WHAT YOU NEED TO DO:
Extract the lines that carry the string "first" from the listing.

MATERIAL FOR THIS EXERCISE:
+---+

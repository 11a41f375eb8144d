//! Latest tracked objects per source, handed from the per-source GIE probes
//! to the OSD probe running after the tiler.

use std::sync::{Arc, Mutex};

use crate::bbox::Bbox;

#[derive(Debug, Clone, Default)]
pub struct FrameMetaStore {
    objects: Arc<Mutex<Vec<Vec<Bbox>>>>,
}

impl FrameMetaStore {
    pub fn new(source_count: usize) -> Self {
        Self {
            objects: Arc::new(Mutex::new(vec![Vec::new(); source_count])),
        }
    }

    /// Replaces the objects of `source` with the ones found in its latest frame.
    pub fn update(&self, source: usize, bboxes: Vec<Bbox>) {
        let Ok(mut objects) = self.objects.lock() else {
            log::warn!("frame meta store poisoned, dropping update for source {source}");
            return;
        };
        if let Some(slot) = objects.get_mut(source) {
            *slot = bboxes;
        }
    }

    /// Copy of the current objects, indexed by source.
    pub fn snapshot(&self) -> Vec<Vec<Bbox>> {
        self.objects
            .lock()
            .map(|objects| objects.clone())
            .unwrap_or_default()
    }
}

#[cfg(test)]
mod tests {
    use super::*;

    #[test]
    fn update_replaces_only_given_source() {
        let store = FrameMetaStore::new(2);
        let bbox = Bbox {
            xmin: 1.,
            ymin: 2.,
            xmax: 3.,
            ymax: 4.,
            confidence: 0.5,
            class: 2,
            tracker_id: Some(7),
        };
        store.update(1, vec![bbox.clone()]);
        store.update(5, vec![bbox.clone()]);
        let snapshot = store.snapshot();
        assert_eq!(snapshot.len(), 2);
        assert!(snapshot[0].is_empty());
        assert_eq!(snapshot[1], vec![bbox]);
    }
}
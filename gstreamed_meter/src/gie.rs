//! Primary GIE: runs the detector on every `interval + 1`th frame of each
//! source, feeds the source's tracker, and publishes the tracked objects
//! for the OSD.

use std::sync::Mutex;
use std::time::Instant;

use gstreamed_common::bbox::Bbox;
use gstreamed_common::frame::buffer_to_image;
use gstreamed_common::frame_times::{AggregatedTimes, FrameTimes};
use gstreamed_common::img_dimensions::ImgDimensions;
use gstreamed_common::meta::FrameMetaStore;
use gstreamed_tracker::IouTracker;
use gstreamer as gst;
use gstreamer_video as gst_video;
use image::DynamicImage;

use crate::inference::Detector;

struct SourceState {
    tracker: IouTracker,
    frame_count: u64,
    /// Tracked objects from the last inferred frame.
    objects: Vec<Bbox>,
}

pub struct PrimaryGie {
    detector: Detector,
    interval: u32,
    /// Every source is scaled to the same packed RGB size before the GIE.
    video_info: gst_video::VideoInfo,
    sources: Vec<Mutex<SourceState>>,
    meta_store: FrameMetaStore,
    times: Mutex<AggregatedTimes>,
}

/// Whether frame number `frame` gets inferred, skipping `interval` frames in between.
pub fn should_infer(frame: u64, interval: u32) -> bool {
    frame % (interval as u64 + 1) == 0
}

impl PrimaryGie {
    pub fn new(
        detector: Detector,
        interval: u32,
        source_count: usize,
        frame_dims: (u32, u32),
        tracker_dims: (u32, u32),
        meta_store: FrameMetaStore,
    ) -> anyhow::Result<Self> {
        let video_info =
            gst_video::VideoInfo::builder(gst_video::VideoFormat::Rgb, frame_dims.0, frame_dims.1)
                .build()?;
        let sources = (0..source_count)
            .map(|_| {
                Mutex::new(SourceState {
                    tracker: IouTracker::new(tracker_dims.0, tracker_dims.1),
                    frame_count: 0,
                    objects: Vec::new(),
                })
            })
            .collect();
        Ok(Self {
            detector,
            interval,
            video_info,
            sources,
            meta_store,
            times: Mutex::new(AggregatedTimes::default()),
        })
    }

    /// Buffer probe entry point, never fails the stream.
    pub fn process_buffer(&self, source: usize, buffer: &gst::BufferRef) {
        if let Err(err) = self.try_process_buffer(source, buffer) {
            log::warn!("GIE failed on source {source}: {err:#}");
        }
    }

    fn try_process_buffer(&self, source: usize, buffer: &gst::BufferRef) -> anyhow::Result<()> {
        let state = self
            .sources
            .get(source)
            .ok_or_else(|| anyhow::anyhow!("Unknown source {source}"))?;
        let mut guard = state
            .lock()
            .map_err(|_| anyhow::anyhow!("Source state poisoned"))?;
        let state = &mut *guard;

        let frame = state.frame_count;
        state.frame_count += 1;
        if !should_infer(frame, self.interval) {
            // skipped frames keep showing the last tracked objects
            return Ok(());
        }

        let mut frame_times = FrameTimes::default();

        let start = Instant::now();
        let image = DynamicImage::ImageRgb8(buffer_to_image(buffer, &self.video_info)?);
        frame_times.buffer_to_image = start.elapsed();

        let detections = self.detector.detect(&image, &mut frame_times)?;

        let start = Instant::now();
        let frame_dims = ImgDimensions::from((image.width(), image.height()));
        state.objects = state.tracker.track(frame_dims, &detections);
        frame_times.tracking = start.elapsed();
        log::trace!("source {source} frame {frame}: {} objects", state.objects.len());

        self.meta_store.update(source, state.objects.clone());

        log::debug!("{frame_times:?}");
        if let Ok(mut times) = self.times.lock() {
            times.push(frame_times);
        }
        Ok(())
    }

    /// Logs timing stats, ignoring the first (outlier) frame.
    pub fn log_times(&self) {
        let Ok(agg) = self.times.lock() else {
            return;
        };
        log::info!("Frames inferred: {}", agg.count() + u32::from(agg.first().is_some()));
        if let Some(avg) = agg.avg() {
            log::info!("Average frame times: {avg:?}");
        }
        if let Some(min) = agg.min() {
            log::info!("Min frame times: {min:?}");
        }
        if let Some(max) = agg.max() {
            log::info!("Max frame times: {max:?}");
        }
    }
}

#[cfg(test)]
mod tests {
    use super::*;

    #[test]
    fn interval_zero_infers_every_frame() {
        assert!((0..10).all(|frame| should_infer(frame, 0)));
    }

    #[test]
    fn interval_four_infers_every_fifth_frame() {
        let inferred: Vec<u64> = (0..12).filter(|&frame| should_infer(frame, 4)).collect();
        assert_eq!(inferred, vec![0, 5, 10]);
    }
}
//! Grid layout for the tiler (a `compositor` element).

use crate::img_dimensions::ImgDimensions;

/// Position and size of every source inside the tiled output.
#[derive(Debug, Clone, Copy, PartialEq, Eq)]
pub struct TileLayout {
    pub columns: u32,
    pub rows: u32,
    pub tile_width: u32,
    pub tile_height: u32,
}

/// Top-left corner and size of a single tile.
#[derive(Debug, Clone, Copy, PartialEq, Eq)]
pub struct Tile {
    pub x: u32,
    pub y: u32,
    pub width: u32,
    pub height: u32,
}

impl TileLayout {
    /// Picks the smallest square-ish grid that fits `source_count` tiles
    /// into a `width` x `height` output.
    pub fn new(source_count: usize, width: u32, height: u32) -> Self {
        let count = source_count.max(1) as u32;
        let columns = (count as f64).sqrt().ceil() as u32;
        let rows = count.div_ceil(columns);
        Self {
            columns,
            rows,
            tile_width: width / columns,
            tile_height: height / rows,
        }
    }

    pub fn tile(&self, source: usize) -> Tile {
        let source = source as u32;
        Tile {
            x: (source % self.columns) * self.tile_width,
            y: (source / self.columns) * self.tile_height,
            width: self.tile_width,
            height: self.tile_height,
        }
    }

    pub fn tile_dims(&self) -> ImgDimensions {
        (self.tile_width, self.tile_height).into()
    }
}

+---+

RESPONSE BOX:
    /// Logs timing stats, ignoring the first (outlier) frame.
        log::info!("Frames inferred: {}", agg.count() + u32::from(agg.first().is_some()));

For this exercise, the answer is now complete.